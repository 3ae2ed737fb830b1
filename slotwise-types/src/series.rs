//! Series observations, half-hour slots and pipeline rows.

use core::fmt;
use std::collections::BTreeMap;

use chrono::{DateTime, Duration, NaiveDate, Timelike, Utc};
use serde::{Deserialize, Serialize};

use crate::capability::Capability;
use crate::error::SlotwiseError;

/// Length of one settlement slot in seconds.
pub const SLOT_SECONDS: i64 = 30 * 60;

/// One observation of a numeric series.
#[derive(Debug, Clone, Copy, PartialEq, Serialize, Deserialize)]
pub struct PricePoint {
    /// Observation instant.
    pub ts: DateTime<Utc>,
    /// Observed value in the series' native unit.
    pub value: f64,
}

impl PricePoint {
    /// Convenience constructor.
    #[must_use]
    pub const fn new(ts: DateTime<Utc>, value: f64) -> Self {
        Self { ts, value }
    }
}

/// A canonical half-hour slot, identified by its UTC start instant.
///
/// The start always has minute 0 or 30 and no seconds or sub-seconds.
#[derive(Debug, Clone, Copy, PartialEq, Eq, Hash, PartialOrd, Ord, Serialize, Deserialize)]
#[serde(try_from = "DateTime<Utc>", into = "DateTime<Utc>")]
pub struct Slot(DateTime<Utc>);

impl Slot {
    /// Floor `ts` to the start of the half-hour slot containing it.
    #[must_use]
    pub fn floor(ts: DateTime<Utc>) -> Self {
        let secs = ts.timestamp();
        let floored = secs - secs.rem_euclid(SLOT_SECONDS);
        // MIN_UTC sits on a slot boundary, so the floored instant is representable.
        Self(DateTime::from_timestamp(floored, 0).unwrap_or(DateTime::<Utc>::MIN_UTC))
    }

    /// Checked constructor for an instant already on a slot boundary.
    ///
    /// # Errors
    /// Returns `InvalidArg` when `start` has a minute other than 0/30 or any
    /// seconds or sub-second component.
    pub fn from_start(start: DateTime<Utc>) -> Result<Self, SlotwiseError> {
        if start.minute() % 30 != 0 || start.second() != 0 || start.nanosecond() != 0 {
            return Err(SlotwiseError::InvalidArg(format!(
                "{start} is not a half-hour slot boundary"
            )));
        }
        Ok(Self(start))
    }

    /// Inclusive start instant.
    #[must_use]
    pub const fn start(self) -> DateTime<Utc> {
        self.0
    }

    /// Exclusive end instant (`start + 30min`).
    #[must_use]
    pub fn end(self) -> DateTime<Utc> {
        self.0 + Duration::seconds(SLOT_SECONDS)
    }

    /// The following slot.
    #[must_use]
    pub fn next(self) -> Self {
        Self(self.end())
    }
}

impl TryFrom<DateTime<Utc>> for Slot {
    type Error = SlotwiseError;

    fn try_from(value: DateTime<Utc>) -> Result<Self, Self::Error> {
        Self::from_start(value)
    }
}

impl From<Slot> for DateTime<Utc> {
    fn from(s: Slot) -> Self {
        s.0
    }
}

impl fmt::Display for Slot {
    fn fmt(&self, f: &mut fmt::Formatter<'_>) -> fmt::Result {
        write!(f, "{}", self.0.format("%Y-%m-%dT%H:%MZ"))
    }
}

/// Names of the series the pipeline knows how to align and score.
#[derive(Debug, Clone, Copy, PartialEq, Eq, Hash, PartialOrd, Ord, Serialize, Deserialize)]
#[serde(rename_all = "kebab-case")]
pub enum SeriesKey {
    /// Tariff unit rate, p/kWh.
    Tariff,
    /// Grid system price, p/kWh.
    SystemPrice,
    /// Wind speed at 10 m, m/s.
    WindSpeed,
    /// Total cloud cover, percent.
    CloudCover,
    /// Shortwave solar radiation, W/m².
    SolarRadiation,
}

impl SeriesKey {
    /// Stable kebab-case identifier.
    #[must_use]
    pub const fn as_str(self) -> &'static str {
        match self {
            Self::Tariff => "tariff",
            Self::SystemPrice => "system-price",
            Self::WindSpeed => "wind-speed",
            Self::CloudCover => "cloud-cover",
            Self::SolarRadiation => "solar-radiation",
        }
    }

    /// Upstream capability that supplies this series.
    #[must_use]
    pub const fn capability(self) -> Capability {
        match self {
            Self::Tariff => Capability::TariffRates,
            Self::SystemPrice => Capability::SystemPrices,
            Self::WindSpeed | Self::CloudCover | Self::SolarRadiation => {
                Capability::WeatherForecast
            }
        }
    }

    /// Unit suffix for display.
    #[must_use]
    pub const fn unit(self) -> &'static str {
        match self {
            Self::Tariff | Self::SystemPrice => "p/kWh",
            Self::WindSpeed => "m/s",
            Self::CloudCover => "%",
            Self::SolarRadiation => "W/m²",
        }
    }
}

impl fmt::Display for SeriesKey {
    fn fmt(&self, f: &mut fmt::Formatter<'_>) -> fmt::Result {
        f.write_str(self.as_str())
    }
}

/// One slot with the aligned value of each matched series.
#[derive(Debug, Clone, PartialEq, Serialize, Deserialize)]
pub struct AlignedRow {
    /// Slot this row describes.
    pub slot: Slot,
    /// Aligned values keyed by series.
    pub values: BTreeMap<SeriesKey, f64>,
}

impl AlignedRow {
    /// Value for `key`, if the series matched this slot.
    #[must_use]
    pub fn get(&self, key: SeriesKey) -> Option<f64> {
        self.values.get(&key).copied()
    }
}

/// An aligned row with normalized components and its final score.
#[derive(Debug, Clone, PartialEq, Serialize, Deserialize)]
pub struct ScoredRow {
    /// Slot this row describes.
    pub slot: Slot,
    /// Raw aligned values.
    pub values: BTreeMap<SeriesKey, f64>,
    /// Min-max normalized values in `[0, 1]`.
    pub normalized: BTreeMap<SeriesKey, f64>,
    /// Score under the active scoring mode.
    pub score: f64,
}

impl ScoredRow {
    /// Raw value for `key`.
    #[must_use]
    pub fn value(&self, key: SeriesKey) -> Option<f64> {
        self.values.get(&key).copied()
    }

    /// Normalized value for `key`.
    #[must_use]
    pub fn normalized(&self, key: SeriesKey) -> Option<f64> {
        self.normalized.get(&key).copied()
    }
}

/// One tariff unit rate as published by the supplier, in p/kWh.
#[derive(Debug, Clone, Copy, PartialEq, Serialize, Deserialize)]
pub struct TariffRate {
    /// Start of validity.
    pub valid_from: DateTime<Utc>,
    /// End of validity, if bounded.
    pub valid_to: Option<DateTime<Utc>>,
    /// Unit rate including VAT.
    pub value_inc_vat: f64,
    /// Unit rate excluding VAT.
    pub value_exc_vat: Option<f64>,
}

/// Grid balancing price for one settlement period, already in p/kWh.
#[derive(Debug, Clone, Copy, PartialEq, Serialize, Deserialize)]
pub struct SystemPrice {
    /// Start of the settlement period.
    pub start: DateTime<Utc>,
    /// Settlement date as reported upstream.
    pub settlement_date: Option<NaiveDate>,
    /// Settlement period number (1..=50).
    pub settlement_period: Option<u8>,
    /// Price in pence per kWh.
    pub price_p_per_kwh: f64,
}

/// Hourly weather forecast sample. Any field may be missing upstream.
#[derive(Debug, Clone, Copy, PartialEq, Serialize, Deserialize)]
pub struct WeatherSample {
    /// Forecast instant.
    pub ts: DateTime<Utc>,
    /// Wind speed at 10 m, m/s.
    pub wind_speed_ms: Option<f64>,
    /// Cloud cover, percent.
    pub cloud_cover_pct: Option<f64>,
    /// Shortwave radiation, W/m².
    pub solar_radiation_wm2: Option<f64>,
}
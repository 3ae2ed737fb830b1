//! Data model, configuration and error types shared by the slotwise crates.
#![warn(missing_docs)]

mod capability;
mod config;
mod connector;
mod error;
mod reports;
mod series;
mod window;

pub use capability::Capability;
pub use config::{
    CacheConfig, CheapnessWeights, JoinPolicy, NeutralDefaults, NightHours, PipelineConfig,
    PreferenceWeights, RankConfig, RankOrder, ScoringMode, SlotwiseConfig, SystemPriceSource,
};
pub use connector::{ConnectorKey, Coordinates, GspRegion, TariffRequest, WeatherRequest};
pub use error::SlotwiseError;
pub use reports::{RankSummary, ReportStatus, ScoreReport};
pub use series::{
    AlignedRow, PricePoint, SLOT_SECONDS, ScoredRow, SeriesKey, Slot, SystemPrice, TariffRate,
    WeatherSample,
};
pub use window::{MAX_WINDOW_HOURS, TimeWindow, settlement_day_bounds};
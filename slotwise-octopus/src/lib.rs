//! slotwise-octopus
//!
//! Connector that implements `SlotwiseConnector` on top of the Octopus Energy
//! REST API. Serves half-hourly unit rates for single-register electricity
//! tariffs (Agile and friends), following pagination until exhausted.
#![warn(missing_docs)]

mod builder;
mod wire;

use std::time::Duration;

use async_trait::async_trait;
use chrono::SecondsFormat;
use reqwest::StatusCode;
use slotwise_core::connector::{ConnectorKey, SlotwiseConnector, TariffProvider};
use slotwise_core::{SlotwiseError, TariffRate, TariffRequest};
use url::Url;

pub use builder::OctopusConnectorBuilder;

/// Upper bound on followed `next` links for one request.
const MAX_PAGES: usize = 64;

/// Connection settings for [`OctopusConnector`].
#[derive(Debug, Clone, PartialEq, Eq)]
pub struct OctopusConfig {
    /// API root, e.g. `https://api.octopus.energy/v1/`.
    pub base_url: String,
    /// HTTP timeout per page request.
    pub timeout: Duration,
    /// `page_size` sent on the first request.
    pub page_size: u32,
}

impl Default for OctopusConfig {
    fn default() -> Self {
        Self {
            base_url: OctopusConnector::DEFAULT_BASE_URL.to_string(),
            timeout: Duration::from_secs(15),
            page_size: 1500,
        }
    }
}

/// Public connector type. Production users will construct with `OctopusConnector::new_default()`.
pub struct OctopusConnector {
    client: reqwest::Client,
    base_url: Url,
    page_size: u32,
}

impl OctopusConnector {
    /// Static connector key for orchestrator priority configuration.
    pub const KEY: ConnectorKey = ConnectorKey::new("slotwise-octopus");

    /// Public Octopus Energy API root.
    pub const DEFAULT_BASE_URL: &'static str = "https://api.octopus.energy/v1/";

    /// Build against the public API with default settings.
    ///
    /// # Errors
    /// Returns an error if the HTTP client cannot be initialised.
    pub fn new_default() -> Result<Self, SlotwiseError> {
        Self::from_config(&OctopusConfig::default())
    }

    /// Build from explicit settings.
    ///
    /// # Errors
    /// Returns `InvalidArg` for an unparsable base URL and `Other` if the
    /// HTTP client cannot be initialised.
    pub fn from_config(cfg: &OctopusConfig) -> Result<Self, SlotwiseError> {
        let client = reqwest::Client::builder()
            .timeout(cfg.timeout)
            .build()
            .map_err(|e| SlotwiseError::Other(format!("http client: {e}")))?;
        Self::with_client(client, &cfg.base_url, cfg.page_size)
    }

    /// Build from an existing `reqwest::Client`.
    ///
    /// # Errors
    /// Returns `InvalidArg` for an unparsable base URL.
    pub fn with_client(
        client: reqwest::Client,
        base_url: &str,
        page_size: u32,
    ) -> Result<Self, SlotwiseError> {
        Ok(Self {
            client,
            base_url: parse_base(base_url)?,
            page_size,
        })
    }

    fn rates_url(&self, req: &TariffRequest) -> Result<Url, SlotwiseError> {
        let path = format!(
            "products/{}/electricity-tariffs/{}/standard-unit-rates/",
            req.product_code,
            req.tariff_code()
        );
        let mut url = self
            .base_url
            .join(&path)
            .map_err(|e| SlotwiseError::InvalidArg(format!("tariff url: {e}")))?;
        url.query_pairs_mut()
            .append_pair(
                "period_from",
                &req.window.start().to_rfc3339_opts(SecondsFormat::Secs, true),
            )
            .append_pair(
                "period_to",
                &req.window.end().to_rfc3339_opts(SecondsFormat::Secs, true),
            )
            .append_pair("page_size", &self.page_size.to_string());
        Ok(url)
    }

    async fn fetch_page(&self, url: Url, what: &str) -> Result<wire::RatePage, SlotwiseError> {
        #[cfg(feature = "tracing")]
        tracing::debug!(url = %url, "GET standard-unit-rates");
        let resp = self
            .client
            .get(url)
            .send()
            .await
            .map_err(|e| SlotwiseError::connector(Self::KEY.as_str(), e.to_string()))?;
        match resp.status() {
            s if s.is_success() => {}
            StatusCode::NOT_FOUND => return Err(SlotwiseError::not_found(what)),
            s => {
                return Err(SlotwiseError::connector(
                    Self::KEY.as_str(),
                    format!("HTTP {s}"),
                ));
            }
        }
        let body = resp
            .bytes()
            .await
            .map_err(|e| SlotwiseError::connector(Self::KEY.as_str(), e.to_string()))?;
        serde_json::from_slice(&body)
            .map_err(|e| SlotwiseError::Data(format!("octopus unit rates: {e}")))
    }
}

fn parse_base(raw: &str) -> Result<Url, SlotwiseError> {
    // `Url::join` drops the last segment unless the base ends in a slash.
    let normalized = if raw.ends_with('/') {
        raw.to_string()
    } else {
        format!("{raw}/")
    };
    Url::parse(&normalized).map_err(|e| SlotwiseError::InvalidArg(format!("base url {raw}: {e}")))
}

impl SlotwiseConnector for OctopusConnector {
    fn name(&self) -> &'static str {
        Self::KEY.as_str()
    }

    fn vendor(&self) -> &'static str {
        "Octopus Energy"
    }

    fn as_tariff_provider(&self) -> Option<&dyn TariffProvider> {
        Some(self as &dyn TariffProvider)
    }
}

#[async_trait]
impl TariffProvider for OctopusConnector {
    #[cfg_attr(
        feature = "tracing",
        tracing::instrument(
            name = "slotwise_octopus::tariff_rates",
            skip(self, req),
            fields(tariff = %req.tariff_code()),
        )
    )]
    async fn tariff_rates(&self, req: &TariffRequest) -> Result<Vec<TariffRate>, SlotwiseError> {
        let what = format!("tariff {}", req.tariff_code());
        let mut next = Some(self.rates_url(req)?);
        let mut rates: Vec<TariffRate> = Vec::new();
        let mut pages = 0usize;

        while let Some(url) = next.take() {
            pages += 1;
            if pages > MAX_PAGES {
                return Err(SlotwiseError::Data(format!(
                    "octopus pagination exceeded {MAX_PAGES} pages"
                )));
            }
            let page = self.fetch_page(url, &what).await?;
            rates.extend(page.results.into_iter().map(TariffRate::from));
            next = page
                .next
                .as_deref()
                .map(Url::parse)
                .transpose()
                .map_err(|e| SlotwiseError::Data(format!("octopus next link: {e}")))?;
        }

        rates.sort_by_key(|r| r.valid_from);
        #[cfg(feature = "tracing")]
        tracing::debug!(rates = rates.len(), pages, "fetched unit rates");
        Ok(rates)
    }
}
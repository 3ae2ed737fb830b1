//! Re-export of the shared data model from `slotwise-types`.
// Consolidated re-exports so downstream crates can depend on `slotwise-core` only

pub use slotwise_types::{Capability, ConnectorKey, SlotwiseError};

pub use slotwise_types::{
    AlignedRow, PricePoint, SLOT_SECONDS, ScoredRow, SeriesKey, Slot, SystemPrice, TariffRate,
    WeatherSample,
};
pub use slotwise_types::{Coordinates, GspRegion, TariffRequest, WeatherRequest};
pub use slotwise_types::{MAX_WINDOW_HOURS, TimeWindow, settlement_day_bounds};

pub use slotwise_types::{
    CacheConfig, CheapnessWeights, JoinPolicy, NeutralDefaults, NightHours, PipelineConfig,
    PreferenceWeights, RankConfig, RankOrder, ScoringMode, SlotwiseConfig, SystemPriceSource,
};
pub use slotwise_types::{RankSummary, ReportStatus, ScoreReport};
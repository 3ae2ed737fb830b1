pub mod system;
pub mod tariff;
pub mod weather;
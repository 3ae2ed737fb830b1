use chrono::{Duration, DurationRound, Timelike};
use slotwise_core::{TimeWindow, WeatherSample};

/// Hourly samples covering the window; solar radiation follows a midday arc.
pub fn samples_for(window: &TimeWindow) -> Vec<WeatherSample> {
    let Ok(mut ts) = window.start().duration_trunc(Duration::hours(1)) else {
        return Vec::new();
    };
    let mut out = Vec::new();
    while ts < window.end() {
        if window.contains(ts) {
            let h = ts.hour();
            let solar = if (7..=18).contains(&h) {
                let x = f64::from(h) - 12.5;
                (800.0 - 20.0 * x * x).max(0.0)
            } else {
                0.0
            };
            out.push(WeatherSample {
                ts,
                wind_speed_ms: Some(3.0 + f64::from(h % 6)),
                cloud_cover_pct: Some(f64::from((h * 7) % 100)),
                solar_radiation_wm2: Some(solar),
            });
        }
        ts += Duration::hours(1);
    }
    out
}
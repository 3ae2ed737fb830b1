use std::collections::BTreeMap;

use chrono::{DateTime, TimeDelta, Utc};

use super::slot::bucket_mean;
use crate::{AlignedRow, JoinPolicy, PricePoint, SeriesKey, Slot};

/// Raw observations keyed by series.
pub type SeriesSet = BTreeMap<SeriesKey, Vec<PricePoint>>;

/// Which series a join must contain and which it may attach.
///
/// The first required series is the primary: under
/// [`JoinPolicy::NearestWithin`] it anchors the slot grid.
#[derive(Debug, Clone, Copy)]
pub struct JoinSpec<'a> {
    /// Series every output row must contain.
    pub required: &'a [SeriesKey],
    /// Series attached when a value is available.
    pub optional: &'a [SeriesKey],
}

/// Merge `series` onto one row per slot, ascending by slot.
///
/// A missing or empty required series yields no rows.
#[must_use]
pub fn align(series: &SeriesSet, spec: JoinSpec<'_>, policy: JoinPolicy) -> Vec<AlignedRow> {
    let Some((&primary, secondaries)) = spec.required.split_first() else {
        return Vec::new();
    };
    let points = |k: SeriesKey| series.get(&k).map_or(&[][..], Vec::as_slice);
    if spec.required.iter().any(|k| points(*k).is_empty()) {
        return Vec::new();
    }

    match policy {
        JoinPolicy::BucketMean => {
            let primary_buckets = bucket_mean(points(primary));
            let required: Vec<_> = secondaries
                .iter()
                .map(|k| (*k, bucket_mean(points(*k))))
                .collect();
            let optional: Vec<_> = spec
                .optional
                .iter()
                .map(|k| (*k, bucket_mean(points(*k))))
                .collect();
            join_rows(primary, primary_buckets, &required, &optional, |b, slot| {
                b.get(&slot).copied()
            })
        }
        JoinPolicy::NearestWithin { tolerance } => {
            let tolerance = TimeDelta::from_std(tolerance).unwrap_or(TimeDelta::MAX);
            let primary_buckets = bucket_mean(points(primary));
            let required: Vec<_> = secondaries
                .iter()
                .map(|k| (*k, sorted_finite(points(*k))))
                .collect();
            let optional: Vec<_> = spec
                .optional
                .iter()
                .map(|k| (*k, sorted_finite(points(*k))))
                .collect();
            join_rows(primary, primary_buckets, &required, &optional, |s, slot| {
                nearest_within(s, slot.start(), tolerance)
            })
        }
    }
}

fn join_rows<S>(
    primary: SeriesKey,
    primary_buckets: BTreeMap<Slot, f64>,
    required: &[(SeriesKey, S)],
    optional: &[(SeriesKey, S)],
    lookup: impl Fn(&S, Slot) -> Option<f64>,
) -> Vec<AlignedRow> {
    primary_buckets
        .into_iter()
        .filter_map(|(slot, value)| {
            let mut values = BTreeMap::from([(primary, value)]);
            for (key, source) in required {
                values.insert(*key, lookup(source, slot)?);
            }
            for (key, source) in optional {
                if let Some(v) = lookup(source, slot) {
                    values.insert(*key, v);
                }
            }
            Some(AlignedRow { slot, values })
        })
        .collect()
}

fn sorted_finite(points: &[PricePoint]) -> Vec<PricePoint> {
    let mut out: Vec<PricePoint> = points
        .iter()
        .filter(|p| p.value.is_finite())
        .copied()
        .collect();
    out.sort_by_key(|p| p.ts);
    out
}

/// Value of the observation closest to `target` within `tolerance`.
///
/// `sorted` must be ascending by timestamp. Equidistant candidates resolve to
/// the earlier observation.
#[must_use]
pub fn nearest_within(
    sorted: &[PricePoint],
    target: DateTime<Utc>,
    tolerance: TimeDelta,
) -> Option<f64> {
    let idx = sorted.partition_point(|p| p.ts < target);
    let before = idx.checked_sub(1).and_then(|i| sorted.get(i));
    let after = sorted.get(idx);
    let best = match (before, after) {
        (Some(b), Some(a)) => {
            if a.ts - target < target - b.ts {
                a
            } else {
                b
            }
        }
        (Some(b), None) => b,
        (None, Some(a)) => a,
        (None, None) => return None,
    };
    ((best.ts - target).abs() <= tolerance).then_some(best.value)
}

**WHAT IS EXPECTED:**
Repeat exactly the lines of the listing above, from the one with "if let Some(v)" down to the one with "let idx = sorted.partition_point(|p|"; both of those lines belong in the range.

**EXPECTED ANSWER:**
                if let Some(v) = lookup(source, slot) {
                    values.insert(*key, v);
                }
            }
            Some(AlignedRow { slot, values })
        })
        .collect()
}

fn sorted_finite(points: &[PricePoint]) -> Vec<PricePoint> {
    let mut out: Vec<PricePoint> = points
        .iter()
        .filter(|p| p.value.is_finite())
        .copied()
        .collect();
    out.sort_by_key(|p| p.ts);
    out
}

/// Value of the observation closest to `target` within `tolerance`.
///
/// `sorted` must be ascending by timestamp. Equidistant candidates resolve to
/// the earlier observation.
#[must_use]
pub fn nearest_within(
    sorted: &[PricePoint],
    target: DateTime<Utc>,
    tolerance: TimeDelta,
) -> Option<f64> {
    let idx = sorted.partition_point(|p| p.ts < target);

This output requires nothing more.